Okay, the stats are out and its time for a careful review of the game today between the Kentucky Wildcats and the Buffalo Bulls. Despite the fact that there are a lot of things to be frustrated with, particularly in the first half, the second half was an impressive effort, and that deserves to be pointed out. It’s easy for Kentucky fans to get caught up in games where Kentucky underperforms, and this was arguably one of them. At the same time, we are required to evaluate not only the first half, but also the second.
Again, I want to nod approvingly in the direction of the Buffalo Bulls, who really brought it today. There is a trite and shopworn phrase by John Calipari that Kentucky is everybody’s super bowl, and while that has a strong kernel of truth in it, it is also a subtle pejorative directed at our worthy opponents that I consider a little unfair. These teams come in not just to play Kentucky, but to also do their best in competition. Imputing an extraordinary effort to them because of who we are is unfair to them — I’m sure these guys endeavor to bring their best every game.
So, to the Wildcats. As we’ll see below, there were some good things, and some bad things. But what is not generally evaluated in statistical analysis is the difference between halves, and I’ll endeavor to add commentary pointing out the differences as we proceed.
15% steals is extraordinary for a Calipari-coached team. To give a recent example, last season, Kentucky wound up the year with only 7.1% steals, and the most UK has ever had was back in 2010 with 10.4%. If this team can average double-digits steals percent this season, they are going to beat everybody. Right now, UK is at 13.4% after 2 games.
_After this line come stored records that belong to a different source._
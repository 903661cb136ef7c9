//! Core domain models
//!
//! This module defines the fundamental data structures that represent
//! pipelines, steps, contracts, and the shared run context.

pub mod contract;
pub mod context;
pub mod pipeline;
pub mod step;

pub use contract::{Contract, ContractRef};
pub use context::SharedContext;
pub use pipeline::{Pipeline, PipelineBuilder};
pub use step::{Step, StepBody, StepFn, StepFuture, StepKind};
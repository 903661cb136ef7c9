//! Step domain model

use crate::core::contract::{self, ContractRef};
use crate::core::{context::SharedContext, pipeline::Pipeline};
use anyhow::Result;
use futures::future::BoxFuture;
use serde_json::Value;
use std::fmt;
use std::num::NonZeroUsize;
use std::sync::Arc;

/// Boxed future returned by a step function
pub type StepFuture = BoxFuture<'static, Result<Value>>;

/// A step function: `(value, shared context) -> value`
///
/// Step functions return `anyhow::Result` so bodies can propagate arbitrary
/// error sources with `?`; the engine surfaces such errors unchanged.
pub type StepFn = Arc<dyn Fn(Value, SharedContext) -> StepFuture + Send + Sync>;

/// Classification of a step, governing dispatch
///
/// `Plain` and `Effect` dispatch identically; the two labels exist for API
/// clarity (a transform vs. a side-effecting stage). `FanOut` applies its
/// body to every element of a sequence-valued input concurrently.
#[derive(Debug, Clone, Copy, PartialEq, Eq)]
pub enum StepKind {
    Plain,
    Effect,
    FanOut,
}

/// The unit of work for a step: a function or a nested pipeline
#[derive(Clone)]
pub enum StepBody {
    /// An async function over the flowing value and the shared context
    Func(StepFn),
    /// A previously built pipeline, run recursively with the same context
    Nested(Pipeline),
}

impl StepBody {
    /// Wrap an async closure as a step body
    ///
    /// Synchronous work is expressed as an async closure that returns
    /// immediately; the engine awaits every body uniformly.
    pub fn from_fn<F, Fut>(f: F) -> Self
    where
        F: Fn(Value, SharedContext) -> Fut + Send + Sync + 'static,
        Fut: std::future::Future<Output = Result<Value>> + Send + 'static,
    {
        StepBody::Func(Arc::new(move |value: Value, ctx: SharedContext| -> StepFuture {
            Box::pin(f(value, ctx))
        }))
    }
}

impl From<Pipeline> for StepBody {
    fn from(pipeline: Pipeline) -> Self {
        StepBody::Nested(pipeline)
    }
}

impl fmt::Debug for StepBody {
    fn fmt(&self, f: &mut fmt::Formatter<'_>) -> fmt::Result {
        match self {
            StepBody::Func(_) => f.write_str("StepBody::Func"),
            StepBody::Nested(p) => write!(f, "StepBody::Nested({} steps)", p.len()),
        }
    }
}

/// A single step in a pipeline
#[derive(Clone)]
pub struct Step {
    /// Step name, used only for diagnostics
    pub name: String,

    /// Step kind, governing dispatch
    pub kind: StepKind,

    /// Input contract checked before the body runs
    ///
    /// For `FanOut` steps this is the element-level contract as registered;
    /// the effective gate is [`input_contract`](Self::input_contract).
    pub contract: ContractRef,

    /// The unit of work
    pub body: StepBody,

    /// Concurrency ceiling for fan-out element invocations (None = unbounded)
    pub fan_out_limit: Option<NonZeroUsize>,
}

impl Step {
    /// The contract the step's input is gated on
    ///
    /// For `FanOut` steps the registered element contract is lifted to
    /// "sequence of element", so the step as a whole always gates on a
    /// sequence. Other kinds gate on the registered contract unchanged.
    pub fn input_contract(&self) -> ContractRef {
        match self.kind {
            StepKind::FanOut => contract::sequence_of(self.contract.clone()),
            StepKind::Plain | StepKind::Effect => self.contract.clone(),
        }
    }
}

impl fmt::Debug for Step {
    fn fmt(&self, f: &mut fmt::Formatter<'_>) -> fmt::Result {
        f.debug_struct("Step")
            .field("name", &self.name)
            .field("kind", &self.kind)
            .field("body", &self.body)
            .field("fan_out_limit", &self.fan_out_limit)
            .finish_non_exhaustive()
    }
}
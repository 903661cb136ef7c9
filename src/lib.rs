//! braid - composable, schema-validated async data pipelines
//!
//! Assemble a linear pipeline out of named steps, each gated by an input
//! contract, then derive a reusable [`Runner`] that threads a value and a
//! shared context through the steps in order. Steps come in three kinds:
//! plain transforms, side-effecting steps, and fan-out steps that apply
//! their body to every element of a sequence concurrently. A step body may
//! itself be a nested pipeline.
//!
//! ```no_run
//! use braid::{bootstrap, contract, Pipeline, StepBody};
//! use serde_json::json;
//!
//! # async fn demo() -> anyhow::Result<()> {
//! let pipeline = Pipeline::builder()
//!     .effect("fetch", contract::any(), StepBody::from_fn(|_v, _ctx| async move {
//!         Ok(json!([1, 2, 3]))
//!     }))?
//!     .fan_out("square", contract::number(), StepBody::from_fn(|v, _ctx| async move {
//!         let n = v.as_i64().unwrap();
//!         Ok(json!(n * n))
//!     }))?
//!     .build();
//!
//! let out = bootstrap(&pipeline).run(json!(null)).await?;
//! assert_eq!(out, json!([1, 4, 9]));
//! # Ok(())
//! # }
//! ```

pub mod core;
pub mod error;
pub mod execution;

// Re-export commonly used types
pub use crate::core::contract;
pub use crate::core::{Contract, ContractRef, Pipeline, PipelineBuilder, SharedContext};
pub use crate::core::{Step, StepBody, StepFn, StepFuture, StepKind};
pub use crate::error::PipelineError;
pub use crate::execution::{bootstrap, Runner};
3-point shooting continues to be a problem. One of the reasons the Bulls gave us such difficulty is that they were able to pack-line and zone us at will. If UK had made more threes, that would have broken down the Bulls defense.
I thought the offensive rebounding would not be that great, but I was wrong. 51% is a very satisfactory number, and 79% DR is really good. The Wildcats rebounded just fine.
21% turnovers is no good. No good at all. It had a major effect on efficiency, which was a meager (competition considered) 1.08 points/possession. That’s what you’d expect to have against very high Division I teams, not the Buffaloes of the world.
46% field goal shooting on a team loaded with 7 footers is disappointing. UK missed a ton of point-blank shots, once again. This was also a problem last season.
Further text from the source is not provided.